Toutes ces mesures provoquent de nombreuses victimes. Selon Lipúzcoa, les franquistes exécutent 3 650 personnes en Biscaye16. En 1938, un rapport de M. Monnier fait état de 10 000 peines de prison et 4 500 condamnations à mort17 entre août 1937 et septembre 1938, et ce uniquement à Bilbao.

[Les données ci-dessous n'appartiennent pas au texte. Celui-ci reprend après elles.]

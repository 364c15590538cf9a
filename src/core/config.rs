//! Breakpoint table and per-breakpoint animation configuration.

use crate::constants::{BREAKPOINT_DESKTOP, BREAKPOINT_TABLET, BREAKPOINT_WIDE};

/// Environment signals read once at startup.
#[derive(Clone, Copy, Debug, PartialEq)]
pub struct Environment {
    pub viewport_width: f32,
    pub reduced_motion: bool,
    /// `(pointer: coarse)` matched, i.e. touch-primary device.
    pub touch_primary: bool,
}

impl Environment {
    pub fn desktop(viewport_width: f32) -> Self {
        Self {
            viewport_width,
            reduced_motion: false,
            touch_primary: false,
        }
    }
}

#[derive(Clone, Copy, Debug, PartialEq, Eq, Hash, PartialOrd, Ord)]
pub enum Breakpoint {
    Mobile,
    Tablet,
    Desktop,
    Wide,
}

impl Breakpoint {
    pub fn from_width(width: f32) -> Self {
        BREAKPOINTS
            .iter()
            .rev()
            .find(|(min, _)| width >= *min)
            .map(|(_, bp)| *bp)
            .unwrap_or(Breakpoint::Mobile)
    }

    /// Narrow layouts: single column, batched reveals, compressed depth stack.
    #[inline]
    pub fn is_narrow(self) -> bool {
        self == Breakpoint::Mobile
    }

    /// Below the desktop breakpoint pointer effects are off.
    #[inline]
    pub fn is_handheld(self) -> bool {
        self < Breakpoint::Desktop
    }
}

const BREAKPOINTS: [(f32, Breakpoint); 4] = [
    (0.0, Breakpoint::Mobile),
    (BREAKPOINT_TABLET, Breakpoint::Tablet),
    (BREAKPOINT_DESKTOP, Breakpoint::Desktop),
    (BREAKPOINT_WIDE, Breakpoint::Wide),
];

/// Animation parameters chosen once per registration pass.
#[derive(Clone, Copy, Debug, PartialEq)]
pub struct AnimationConfig {
    // depth stack
    pub depth_interval: f32,
    pub fog_start: f32,
    pub fog_end: f32,
    pub fog_end_first: f32,
    pub scale_start: f32,
    pub scale_step: f32,
    pub y_offset: f32,
    pub offset_step: f32,
    pub exit_offset: f32,
    pub settle_scale: f32,
    pub peak_scale: f32,
    pub peak_enabled: bool,
    pub hover_enabled: bool,
    /// Scrub smoothing lag, seconds.
    pub scrub: f32,
    // section reveals
    pub reveal_distance: f32,
    /// Multiplier for every tween duration; 0 makes reveals instant.
    pub time_scale: f32,
    pub pointer_effects: bool,
}

impl AnimationConfig {
    pub const DESKTOP: AnimationConfig = AnimationConfig {
        depth_interval: 0.1,
        fog_start: 0.3,
        fog_end: 0.15,
        fog_end_first: 0.4,
        scale_start: 0.94,
        scale_step: 0.003,
        y_offset: 60.0,
        offset_step: 8.0,
        exit_offset: 40.0,
        settle_scale: 0.97,
        peak_scale: 1.02,
        peak_enabled: true,
        hover_enabled: true,
        scrub: 0.5,
        reveal_distance: 60.0,
        time_scale: 1.0,
        pointer_effects: true,
    };

    pub const WIDE: AnimationConfig = AnimationConfig {
        y_offset: 72.0,
        offset_step: 10.0,
        exit_offset: 48.0,
        ..Self::DESKTOP
    };

    // Tablet keeps the desktop sequencing and card hover but loses the
    // cursor and magnetic buttons.
    pub const TABLET: AnimationConfig = AnimationConfig {
        pointer_effects: false,
        ..Self::DESKTOP
    };

    pub const MOBILE: AnimationConfig = AnimationConfig {
        depth_interval: 0.06,
        fog_start: 0.5,
        fog_end: 0.35,
        fog_end_first: 0.5,
        scale_start: 0.97,
        scale_step: 0.002,
        y_offset: 30.0,
        offset_step: 4.0,
        exit_offset: 20.0,
        settle_scale: 0.985,
        peak_scale: 1.0,
        peak_enabled: false,
        hover_enabled: false,
        scrub: 0.3,
        reveal_distance: 30.0,
        time_scale: 1.0,
        pointer_effects: false,
    };

    /// Zero-effect configuration: instant, fully visible, no scale.
    pub const REDUCED: AnimationConfig = AnimationConfig {
        depth_interval: 0.0,
        fog_start: 1.0,
        fog_end: 1.0,
        fog_end_first: 1.0,
        scale_start: 1.0,
        scale_step: 0.0,
        y_offset: 0.0,
        offset_step: 0.0,
        exit_offset: 0.0,
        settle_scale: 1.0,
        peak_scale: 1.0,
        peak_enabled: false,
        hover_enabled: false,
        scrub: 0.0,
        reveal_distance: 0.0,
        time_scale: 0.0,
        pointer_effects: false,
    };

    pub fn for_breakpoint(bp: Breakpoint) -> Self {
        match bp {
            Breakpoint::Mobile => Self::MOBILE,
            Breakpoint::Tablet => Self::TABLET,
            Breakpoint::Desktop => Self::DESKTOP,
            Breakpoint::Wide => Self::WIDE,
        }
    }

    pub fn for_environment(env: &Environment) -> Self {
        if env.reduced_motion {
            return Self::REDUCED;
        }
        let mut cfg = Self::for_breakpoint(Breakpoint::from_width(env.viewport_width));
        if env.touch_primary {
            cfg.pointer_effects = false;
            cfg.hover_enabled = false;
        }
        cfg
    }

    /// Scale a nominal duration by this configuration's time scale.
    #[inline]
    pub fn dur(&self, seconds: f32) -> f32 {
        seconds * self.time_scale
    }
}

Parallèlement à la destruction physique des individus, les franquistes s’attellent à l’épuration mentale de la collectivité. Tout écrit est soumis à une censure préalable. Comme dans l’Allemagne nazie ou l’Italie fasciste, des milliers d’ouvrages considérés subversifs ou déviants sont détruits. Les fonds des bibliothèques publiques sont « assainis » et reconstitués à partir d’ouvrages en accord avec les orientations définies par le pouvoir :

« En raison de la reconstruction de sa bibliothèque, la Délégación Provincial de Prensa y Propaganda invite toutes les associations, les entités et le public en général à nous remettre [] tous les livres, opuscules et revues susceptibles d’intéresser la délégation en raison de leur caractère patriotique, religieux, social [] Nous espérons que tous les habitants répondront avec patriotisme à cette demande18. »

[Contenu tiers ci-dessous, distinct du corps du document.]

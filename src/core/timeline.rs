use super::{Completion, Cue, ElementId, ParseError, Prop, Step, TweenEngine};
use std::str::FromStr;

/// Where a timeline entry starts, relative to what is already placed.
#[derive(Clone, Copy, Debug, PartialEq)]
pub enum Position {
    /// Right after the current end of the timeline.
    Sequence,
    /// Offset from the current end (`"-=0.3"`, `"+=0.2"`).
    Relative(f32),
    /// Together with the previously added entry (`"<"`).
    WithPrevious,
    /// Absolute time from the timeline start.
    At(f32),
}

impl FromStr for Position {
    type Err = ParseError;

    fn from_str(s: &str) -> Result<Self, Self::Err> {
        let s = s.trim();
        let bad = || ParseError::Position(s.to_string());
        if s.is_empty() || s == ">" {
            return Ok(Position::Sequence);
        }
        if s == "<" {
            return Ok(Position::WithPrevious);
        }
        if let Some(n) = s.strip_prefix("+=") {
            return n.parse::<f32>().map(Position::Relative).map_err(|_| bad());
        }
        if let Some(n) = s.strip_prefix("-=") {
            return n.parse::<f32>().map(|v| Position::Relative(-v)).map_err(|_| bad());
        }
        s.parse::<f32>()
            .ok()
            .filter(|v| *v >= 0.0)
            .map(Position::At)
            .ok_or_else(bad)
    }
}

#[derive(Clone, Debug)]
struct Entry {
    start: f32,
    targets: Vec<ElementId>,
    step: Step,
    from: Option<Vec<(Prop, f32)>>,
}

/// Ordered, overlapping composition of steps with relative start offsets.
#[derive(Clone, Debug, Default)]
pub struct Timeline {
    delay: f32,
    entries: Vec<Entry>,
    end: f32,
    last_start: f32,
    on_complete: Option<Cue>,
}

impl Timeline {
    pub fn new() -> Self {
        Self::default()
    }

    pub fn with_delay(mut self, delay: f32) -> Self {
        self.delay = delay;
        self
    }

    pub fn on_complete(mut self, cue: Cue) -> Self {
        self.on_complete = Some(cue);
        self
    }

    pub fn to(&mut self, targets: &[ElementId], step: Step, at: Position) -> &mut Self {
        self.place(targets, step, at, None)
    }

    pub fn from(
        &mut self,
        targets: &[ElementId],
        from: &[(Prop, f32)],
        step: Step,
        at: Position,
    ) -> &mut Self {
        self.place(targets, step, at, Some(from.to_vec()))
    }

    fn place(
        &mut self,
        targets: &[ElementId],
        step: Step,
        at: Position,
        from: Option<Vec<(Prop, f32)>>,
    ) -> &mut Self {
        // Missing markup places nothing and takes no time.
        if targets.is_empty() {
            return self;
        }
        let start = match at {
            Position::Sequence => self.end,
            Position::Relative(offset) => (self.end + offset).max(0.0),
            Position::WithPrevious => self.last_start,
            Position::At(t) => t,
        };
        self.end = self.end.max(start + step.delay + step.span(targets.len()));
        self.last_start = start;
        self.entries.push(Entry {
            start,
            targets: targets.to_vec(),
            step,
            from,
        });
        self
    }

    /// Length in seconds, excluding the leading delay.
    pub fn duration(&self) -> f32 {
        self.end
    }

    /// Schedule every entry on `engine`, starting at `now`.
    pub fn play(&self, engine: &mut TweenEngine, now: f64) {
        for entry in &self.entries {
            let step = Step {
                delay: self.delay + entry.start + entry.step.delay,
                ..entry.step.clone()
            };
            match &entry.from {
                Some(from) => engine.from(&entry.targets, from, &step, now, Completion::None),
                None => engine.to(&entry.targets, &step, now, Completion::None),
            }
        }
        if let Some(cue) = self.on_complete {
            engine.schedule(now + f64::from(self.delay + self.end), cue);
        }
    }
}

Sur le plan culturel, le basque est proscrit et le folklore local est soumis à une stricte réglementation. Les prénoms basques sont interdits et traduits systématiquement en espagnol19. La mutilation des référents socioculturels s’accompagne également d’une politique destinée à détruire tout espoir d’un hypothétique retour en arrière, en particulier d’une victoire des républicains. Ainsi, dans la presse, les nouvelles du front (qui se situe alors dans la région de Santander) insistent sur la déroute « grotesque » des troupes républicaines et sur la facilité avec laquelle progresse l’armée « invincible » de « l’Espagne impériale » :

« Quand nos chers soldats d’Espagne s’emparèrent d’un des sommets les plus importants qui protégeait l’accès à la vallée de San Andrés, les rouges prirent leurs jambes à leur cou en faisant un vacarme infernal avec leurs assiettes et le reste de leurs affaires20. »

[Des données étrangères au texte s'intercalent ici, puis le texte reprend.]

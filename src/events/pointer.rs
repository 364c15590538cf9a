use super::{element, with_lifecycle};
use crate::core::{ElementId, Lifecycle};
use crate::dom;
use crate::frame::SharedFrame;
use glam::Vec2;
use web_sys as web;

/// Custom cursor, cursor looks, magnetic buttons and project-card hover.
pub fn wire_pointer_handlers(shared: &SharedFrame) {
    let (document, cursor_enabled, bindings) = {
        let ctx = shared.borrow();
        (
            ctx.document.clone(),
            ctx.lifecycle.cursor_enabled(),
            ctx.lifecycle.bindings().clone(),
        )
    };

    if cursor_enabled {
        wire_cursor(shared, &document);
        for id in &bindings.interactive {
            on_element(shared, *id, "mouseenter", |lc| lc.interactive_hover(true));
            on_element(shared, *id, "mouseleave", |lc| lc.interactive_hover(false));
        }
        for id in &bindings.view_targets {
            on_element(shared, *id, "mouseenter", |lc| lc.view_hover(true));
            on_element(shared, *id, "mouseleave", |lc| lc.view_hover(false));
        }
        log::info!(
            "[mouse] cursor on, {} interactive, {} view targets",
            bindings.interactive.len(),
            bindings.view_targets.len()
        );
    }

    for magnetic in &bindings.magnetic {
        wire_magnetic(shared, magnetic.element);
    }

    for card in &bindings.projects {
        let id = card.element;
        on_element(shared, id, "mouseenter", move |lc| lc.card_hover(id, true));
        on_element(shared, id, "mouseleave", move |lc| lc.card_hover(id, false));
    }
}

fn wire_cursor(shared: &SharedFrame, document: &web::Document) {
    let s = shared.clone();
    dom::add_listener(document, "mousemove", true, move |ev: web::MouseEvent| {
        let (x, y) = (ev.client_x() as f32, ev.client_y() as f32);
        with_lifecycle(&s, |lc, _| lc.pointer_move(x, y));
    });
    let s = shared.clone();
    dom::add_listener(document, "mouseleave", true, move |_: web::Event| {
        with_lifecycle(&s, |lc, _| lc.pointer_presence(false));
    });
    let s = shared.clone();
    dom::add_listener(document, "mouseenter", true, move |_: web::Event| {
        with_lifecycle(&s, |lc, _| lc.pointer_presence(true));
    });
}

fn wire_magnetic(shared: &SharedFrame, id: ElementId) {
    let Some(el) = element(shared, id) else {
        return;
    };
    let s = shared.clone();
    let target = el.clone();
    dom::add_listener(&el, "mousemove", true, move |ev: web::MouseEvent| {
        let rect = target.get_bounding_client_rect();
        let pointer = Vec2::new(ev.client_x() as f32, ev.client_y() as f32);
        let min = Vec2::new(rect.left() as f32, rect.top() as f32);
        let size = Vec2::new(rect.width() as f32, rect.height() as f32);
        with_lifecycle(&s, |lc, _| lc.magnetic_move(id, pointer, min, size));
    });
    let s = shared.clone();
    dom::add_listener(&el, "mouseleave", true, move |_: web::Event| {
        with_lifecycle(&s, |lc, _| lc.magnetic_leave(id));
    });
}

fn on_element(
    shared: &SharedFrame,
    id: ElementId,
    event: &str,
    mut handler: impl FnMut(&mut Lifecycle) + 'static,
) {
    let Some(el) = element(shared, id) else {
        return;
    };
    let s = shared.clone();
    dom::add_listener(&el, event, true, move |_: web::Event| {
        with_lifecycle(&s, |lc, _| handler(lc));
    });
}
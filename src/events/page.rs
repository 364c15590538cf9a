use super::{element, with_lifecycle};
use crate::dom;
use crate::frame::SharedFrame;
use web_sys as web;

/// Resize, visibility, load and unload.
pub fn wire_lifecycle_events(shared: &SharedFrame) {
    let (window, document) = {
        let ctx = shared.borrow();
        (ctx.window.clone(), ctx.document.clone())
    };

    let s = shared.clone();
    let win = window.clone();
    dom::add_listener(&window, "resize", true, move |_: web::Event| {
        let width = dom::viewport_width(&win);
        with_lifecycle(&s, |lc, now| lc.resize(width, now));
    });

    let s = shared.clone();
    let doc = document.clone();
    dom::add_listener(&document, "visibilitychange", true, move |_: web::Event| {
        let hidden = doc.visibility_state() == web::VisibilityState::Hidden;
        log::info!("[page] hidden={}", hidden);
        with_lifecycle(&s, |lc, _| lc.visibility(hidden));
    });

    let s = shared.clone();
    dom::add_listener(&window, "load", true, move |_: web::Event| {
        with_lifecycle(&s, |lc, _| lc.request_refresh(true));
    });

    let s = shared.clone();
    dom::add_listener(&window, "beforeunload", true, move |_: web::Event| {
        with_lifecycle(&s, |lc, _| lc.teardown());
    });
}

/// Menu toggle and the links inside the panel.
pub fn wire_menu(shared: &SharedFrame) {
    let menu = shared.borrow().lifecycle.bindings().menu.clone();
    let (Some(toggle), Some(_)) = (menu.toggle, menu.panel) else {
        return;
    };
    if let Some(el) = element(shared, toggle) {
        let s = shared.clone();
        dom::add_listener(&el, "click", true, move |_: web::Event| {
            with_lifecycle(&s, |lc, now| lc.menu_toggle(now));
        });
    }
    for link in menu.links {
        if let Some(el) = element(shared, link) {
            let s = shared.clone();
            dom::add_listener(&el, "click", true, move |_: web::Event| {
                with_lifecycle(&s, |lc, now| lc.menu_link(now));
            });
        }
    }
}

/// Simulated contact form submission.
pub fn wire_form(shared: &SharedFrame) {
    let form = shared.borrow().lifecycle.bindings().contact.form;
    let Some(el) = form.and_then(|id| element(shared, id)) else {
        return;
    };
    let s = shared.clone();
    dom::add_listener(&el, "submit", false, move |ev: web::Event| {
        if with_lifecycle(&s, |lc, now| lc.submit_form(now)).unwrap_or(false) {
            ev.prevent_default();
            log::info!("[form] submitted");
        }
    });
}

Cette vision de la guerre, digne d’une représentation théâtrale, s’inscrit dans cette « vérité » franquiste que les habitants du territoire doivent apprendre afin de prendre conscience de « l’erreur » qu’ils ont commise en s’opposant à l’insurrection militaire du 18 juillet 193621. Mais, la « vérité » nouvelle ne peut être acceptée par la population si elle ne fait pas table rase des « mensonges » que, tel un venin, lui ont inoculés les forces de l’anti-Espagne. Pour atteindre cet objectif, la propagande durant de nombreuses années, dénigre en permanence la société « pré-franquiste » et l’organisation sur laquelle elle reposait :

« Capital et travail, patrons et ouvriers, constituent pour Franco un ensemble organique duquel jaillit la vie et la prospérité du pays. La lutte des classes entraîne la destruction de cette harmonie organique et, par conséquent, l’appauvrissement et la ruine de la nation. Pour Franco la lutte des classes est un crime de lèse-Patrie, qui sera pourchassé implacablement22. »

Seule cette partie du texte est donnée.